We discuss the significant allegations made by a whistleblower about the culture of cover ups in the state department.

The National Security Agency whistleblower Edward Snowden’s revelations about the US surveillance state have dominated headlines locally and internationally in the past week.

With all of the whistleblowing going on we're hearing that we need this politics of lack of transparency in the state department and elsewhere, to protect our security, but the result is that people are being killed and we are less and less democratic as a country, because we don't have any open info about what's going on.

by Adrienne Pine, professor of anthropology at American University

This week another whistleblower, Aurelia Fedenisn, made some significant allegations about the culture of cover ups at the US state department after turning over documents to a Republican senator.

She alleged that senior state department officials called off a number of investigations into serious misconduct by the department’s employees. Moreover, the subsequent investigation into the alleged cover ups was itself subject to a cover up.

Her allegations have created lurid headlines in the US, with suggestions that an ambassador and members of Hillary Clinton’s security team hired prostitutes.

She also alleges that investigations into a drug ring supplying contractors at the US embassy in Baghdad were quashed.

Also among these revelations from the leak of state department memos is that an investigation into the killing of four people in Honduras was blocked.

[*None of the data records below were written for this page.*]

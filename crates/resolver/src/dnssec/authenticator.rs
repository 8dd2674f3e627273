//! The streaming chain authenticator. The engine hands over one response
//! per zone as the walk proceeds; delegation-signer lookups for zones we
//! already knew arrive from background tasks. Responses are buffered by
//! the label count of the zone they belong to and processed strictly
//! root → leaf, so submission order doesn't matter.

use super::trust_anchor::root_trust_anchors;
use super::types::{SignerZone, WrappedZone, ZoneResult, ZoneSigner};
use super::verifier::verify_response;
use super::{AuthState, DoeState};
use crate::context::QueryContext;
use crate::zone::Zone;
use hickory_proto::dnssec::rdata::DS;
use hickory_proto::op::{Message, Query};
use hickory_proto::rr::{Name, RecordType};
use rootward_domain::record::{
    canonical_name, extract_records_of_name_and_type, records_of_type_exist,
};
use rootward_domain::{ResolverConfig, ResolverError};
use std::collections::{BTreeMap, HashSet};
use std::future::Future;
use std::pin::Pin;
use std::sync::atomic::{AtomicBool, Ordering};
use std::sync::Arc;
use tokio::task::JoinHandle;
use tracing::debug;

/// How many elided delegations we'll stitch back together for a single
/// response before assuming the chain is circular.
const MAX_DS_STITCHES: u8 = 4;

pub struct Authenticator {
    ctx: QueryContext,
    question: Query,
    config: Arc<ResolverConfig>,
    trust_anchors: Vec<DS>,
    finished: AtomicBool,
    inner: tokio::sync::Mutex<Inner>,
    tasks: std::sync::Mutex<Vec<JoinHandle<()>>>,
}

struct Inner {
    /// Responses waiting their turn, keyed by the zone apex label count.
    pending: BTreeMap<usize, (Arc<dyn SignerZone>, Message)>,
    /// The next label count eligible for streaming processing.
    cursor: usize,
    accepted: HashSet<Name>,
    results: Vec<ZoneResult>,
    errors: Vec<ResolverError>,
}

impl Authenticator {
    pub fn new(ctx: QueryContext, question: Query, config: Arc<ResolverConfig>) -> Self {
        Self {
            ctx,
            question,
            config,
            trust_anchors: root_trust_anchors(),
            finished: AtomicBool::new(false),
            inner: tokio::sync::Mutex::new(Inner {
                pending: BTreeMap::new(),
                cursor: 0,
                accepted: HashSet::new(),
                results: Vec::new(),
                errors: Vec::new(),
            }),
            tasks: std::sync::Mutex::new(Vec::new()),
        }
    }

    /// Substitutes the trust anchors the chain is rooted in.
    pub fn with_trust_anchors(mut self, anchors: Vec<DS>) -> Self {
        self.trust_anchors = anchors;
        self
    }

    /// Accepts one zone's response into the chain. Out-of-order arrivals
    /// are buffered; everything that has become contiguous from the root
    /// is processed before this returns.
    pub async fn add_response(
        &self,
        zone: Arc<dyn SignerZone>,
        msg: Message,
    ) -> Result<(), ResolverError> {
        if self.finished.load(Ordering::Acquire) {
            return Ok(());
        }

        let zone_name = canonical_name(zone.name());
        let qname = canonical_name(self.question.name());

        if !zone_name.zone_of(&qname) {
            return Err(ResolverError::NotSubdomain {
                parent: zone_name,
                child: qname,
            });
        }

        if let Some(question) = msg.queries().first() {
            let question_name = canonical_name(question.name());
            if !question_name.zone_of(&qname) && question_name != qname {
                return Err(ResolverError::SignerNameNotParentOfQName {
                    signer: question_name,
                    qname,
                });
            }
        }

        let mut inner = self.inner.lock().await;

        if !inner.accepted.insert(zone_name.clone()) {
            return Err(ResolverError::DuplicateInputForZone(zone_name));
        }

        let slot = zone_name.num_labels() as usize;
        inner.pending.insert(slot, (zone, msg));

        self.drain_contiguous(&mut inner).await;
        Ok(())
    }

    /// Fetches the DS rrset for `qname` from `zone` (its parent) in the
    /// background and feeds the response into the chain. Used to prime
    /// links for zones the walk will skip because they're already known.
    pub fn add_delegation_signer_link(self: &Arc<Self>, zone: Arc<Zone>, qname: &Name) {
        if self.finished.load(Ordering::Acquire) {
            return;
        }

        let auth = Arc::clone(self);
        let qname = canonical_name(qname);

        let handle = tokio::spawn(async move {
            // The child's keys will be wanted shortly; warm that cache in
            // parallel with the DS fetch.
            let prefetch = Arc::clone(&zone);
            let prefetch_ctx = auth.ctx.clone();
            tokio::spawn(async move {
                let _ = prefetch.dnskeys(&prefetch_ctx).await;
            });

            let signer: Arc<dyn SignerZone> = Arc::new(ZoneSigner::new(zone));
            match signer.lookup_ds(&auth.ctx, &qname).await {
                Ok(Some(msg)) => {
                    if let Err(e) = auth.add_response(signer, msg).await {
                        debug!(qname = %qname, error = %e, "delegation signer link rejected");
                    }
                }
                Ok(None) => {}
                Err(e) => {
                    debug!(qname = %qname, error = %e, "delegation signer lookup failed");
                }
            }
        });

        self.tasks.lock().expect("task list lock").push(handle);
    }

    async fn drain_contiguous(&self, inner: &mut Inner) {
        loop {
            let cursor = inner.cursor;
            let Some((zone, msg)) = inner.pending.remove(&cursor) else {
                break;
            };
            self.process(inner, zone, msg).await;
            inner.cursor = cursor + 1;
        }
    }

    async fn process(&self, inner: &mut Inner, zone: Arc<dyn SignerZone>, msg: Message) {
        if let Err(e) = self.process_chain(inner, zone, msg, 0).await {
            debug!(trace = %self.ctx.trace.short_id(), error = %e, "error processing response");
            if let Some(last) = inner.results.last_mut() {
                if last.err.is_none() {
                    last.err = Some(e.clone());
                }
            }
            inner.errors.push(e);
        }
    }

    /// Validates a response against the chain so far and verifies it.
    ///
    /// When a nameserver hosts several zones it can answer for a child
    /// without ever sending the intermediate delegation; the signer name
    /// on the RRSIGs betrays that (`co.uk.` signing what we took for a
    /// `uk.` response). The missing DS rrset is fetched from the same
    /// servers and verified first, then the original response is retried
    /// under the skipped zone's name.
    fn process_chain<'a>(
        &'a self,
        inner: &'a mut Inner,
        zone: Arc<dyn SignerZone>,
        msg: Message,
        depth: u8,
    ) -> Pin<Box<dyn Future<Output = Result<(), ResolverError>> + Send + 'a>> {
        Box::pin(async move {
            if depth > MAX_DS_STITCHES {
                return Err(ResolverError::DsLookupLoop);
            }

            let zone_name = canonical_name(zone.name());
            let qname = canonical_name(self.question.name());

            let last_ds: Vec<DS> = match inner.results.last() {
                Some(last) => last.ds_records.clone(),
                None => self.trust_anchors.clone(),
            };

            if let Err(err) = Self::audit_signer_names(&zone_name, &msg, &last_ds) {
                let ResolverError::MissingDsRecord(signer) = err else {
                    return Err(err);
                };

                if !signer.zone_of(&qname) {
                    return Err(ResolverError::SignerNameNotParentOfQName { signer, qname });
                }

                let ds_msg = zone
                    .lookup_ds(&self.ctx, &signer)
                    .await
                    .ok()
                    .flatten()
                    .ok_or_else(|| ResolverError::UnableToFetchDsRecord(signer.clone()))?;

                self.process_chain(&mut *inner, Arc::clone(&zone), ds_msg, depth + 1)
                    .await?;

                let wrapped: Arc<dyn SignerZone> =
                    Arc::new(WrappedZone::new(signer, Arc::clone(&zone)));
                return self
                    .process_chain(&mut *inner, wrapped, msg, depth + 1)
                    .await;
            }

            if let Some(last) = inner.results.last() {
                if last.zone_name == zone_name {
                    return Err(ResolverError::SameName(zone_name));
                }
                if !last.zone_name.zone_of(&zone_name) {
                    return Err(ResolverError::NotSubdomain {
                        parent: last.zone_name.clone(),
                        child: zone_name,
                    });
                }
            }

            let mut result =
                verify_response(&self.ctx, &zone, &msg, &last_ds, &self.config).await;
            if result.state == AuthState::Unknown && result.err.is_none() {
                // If we can't tell by now, fail safe.
                result.state = AuthState::Bogus;
            }
            inner.results.push(result);
            Ok(())
        })
    }

    /// Checks that every RRSIG in the message was produced by the zone it
    /// supposedly came from. A single consistent foreign signer means a
    /// delegation was elided and its DS rrset is missing from the chain;
    /// that's only actionable while the chain still carries DS records —
    /// once a link has gone insecure there is nothing to splice against.
    fn audit_signer_names(
        zone_name: &Name,
        msg: &Message,
        last_ds: &[DS],
    ) -> Result<(), ResolverError> {
        let mut mismatch: Option<Name> = None;

        for section in [msg.answers(), msg.name_servers()] {
            for record in section {
                let hickory_proto::rr::RData::DNSSEC(
                    hickory_proto::dnssec::rdata::DNSSECRData::RRSIG(rrsig),
                ) = record.data()
                else {
                    continue;
                };
                let signer = canonical_name(rrsig.signer_name());
                if let Some(expected) = &mismatch {
                    if signer != *expected {
                        return Err(ResolverError::MultipleVaryingSignerNames(
                            expected.clone(),
                            signer,
                        ));
                    }
                } else if signer != *zone_name {
                    mismatch = Some(signer);
                }
            }
        }

        match mismatch {
            Some(signer) if !last_ds.is_empty() => {
                Err(ResolverError::MissingDsRecord(signer))
            }
            _ => Ok(()),
        }
    }

    /// Waits for outstanding delegation-signer work, flushes whatever is
    /// still buffered (in label order, skipping slots that never filled),
    /// and renders the final verdict for the chain.
    pub async fn result(&self) -> (AuthState, DoeState, Option<ResolverError>) {
        self.finished.store(true, Ordering::Release);

        let handles: Vec<JoinHandle<()>> =
            std::mem::take(&mut *self.tasks.lock().expect("task list lock"));
        for handle in handles {
            let _ = handle.await;
        }

        let mut inner = self.inner.lock().await;

        let remaining: Vec<(Arc<dyn SignerZone>, Message)> = {
            let pending = std::mem::take(&mut inner.pending);
            pending.into_values().collect()
        };
        for (zone, msg) in remaining {
            self.process(&mut inner, zone, msg).await;
        }

        self.verdict(&inner)
    }

    fn verdict(&self, inner: &Inner) -> (AuthState, DoeState, Option<ResolverError>) {
        let results = &inner.results;

        if results.is_empty() {
            let err = inner
                .errors
                .first()
                .cloned()
                .unwrap_or(ResolverError::NoResults);
            return (AuthState::Unknown, DoeState::NotFound, Some(err));
        }

        // Any bogus link poisons the whole chain.
        for result in results {
            if result.state == AuthState::Bogus {
                return (AuthState::Bogus, DoeState::NotFound, result.err.clone());
            }
        }

        // A chain that stops being Secure part-way needs the last secure
        // link to have denied the existence of the next DS.
        for (i, result) in results.iter().enumerate() {
            if result.state == AuthState::Secure {
                continue;
            }
            if i == 0 {
                return (result.state, result.doe, result.err.clone());
            }

            let previous = &results[i - 1];
            return match previous.doe {
                DoeState::Nsec3OptOut | DoeState::NsecMissingDs | DoeState::Nsec3MissingDs => {
                    (AuthState::Insecure, previous.doe, result.err.clone())
                }
                DoeState::NsecNoData | DoeState::Nsec3NoData => {
                    // A NODATA proof only severs the chain legitimately if
                    // it was the answer to our own DS probe at this apex.
                    let asked_for_ds = previous
                        .question
                        .as_ref()
                        .map(|q| {
                            q.query_type() == RecordType::DS
                                && canonical_name(q.name()) == result.zone_name
                        })
                        .unwrap_or(false);
                    if asked_for_ds {
                        (AuthState::Insecure, previous.doe, result.err.clone())
                    } else {
                        (AuthState::Bogus, previous.doe, result.err.clone())
                    }
                }
                _ => (AuthState::Bogus, previous.doe, result.err.clone()),
            };
        }

        // Every link was Secure; the last one decides.
        let last = results.last().expect("results checked non-empty");

        match last.doe {
            DoeState::Nsec3OptOut => (AuthState::Insecure, last.doe, last.err.clone()),
            DoeState::NsecNxDomain
            | DoeState::Nsec3NxDomain
            | DoeState::NsecNoData
            | DoeState::Nsec3NoData
            | DoeState::NsecMissingDs
            | DoeState::Nsec3MissingDs => (AuthState::Secure, last.doe, last.err.clone()),
            DoeState::NotFound | DoeState::NsecWildcard | DoeState::Nsec3Wildcard => {
                // A positive answer: no SOA, and the question actually
                // answered (directly or via CNAME).
                let answered = last
                    .msg
                    .as_ref()
                    .map(|msg| {
                        let qname = self.question.name();
                        let qtype = self.question.query_type();
                        !records_of_type_exist(msg.name_servers(), RecordType::SOA)
                            && (!extract_records_of_name_and_type(msg.answers(), qname, qtype)
                                .is_empty()
                                || !extract_records_of_name_and_type(
                                    msg.answers(),
                                    qname,
                                    RecordType::CNAME,
                                )
                                .is_empty())
                    })
                    .unwrap_or(false);

                if answered {
                    (AuthState::Secure, last.doe, last.err.clone())
                } else {
                    (AuthState::Bogus, last.doe, last.err.clone())
                }
            }
        }
    }
}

The dead were said to include two women, one of whom was pregnant, and a 14 year old boy, all shot from state department helicopters while travelling on a boat carrying 16 people near the Honduran village of Ahuas last May.

To discuss the US based allegations, Inside Story Americas, with presenter Shihab Rattansi, is joined by guests: Thomas Pickering, a former US ambassador to the United Nations, Russia, India, Israel and Jordan; Jesselyn Radack, the director of homeland security and human rights at the Government Accountability Project; and Mark Zaid, a lawyer who has represented government whistleblowers.

And to discuss the allegations on the killings in Honduras, we are joined by Adrienne Pine, a professor of anthropology at the American University; and Alex Main, a senior associate from the Center for Economic and Policy Research.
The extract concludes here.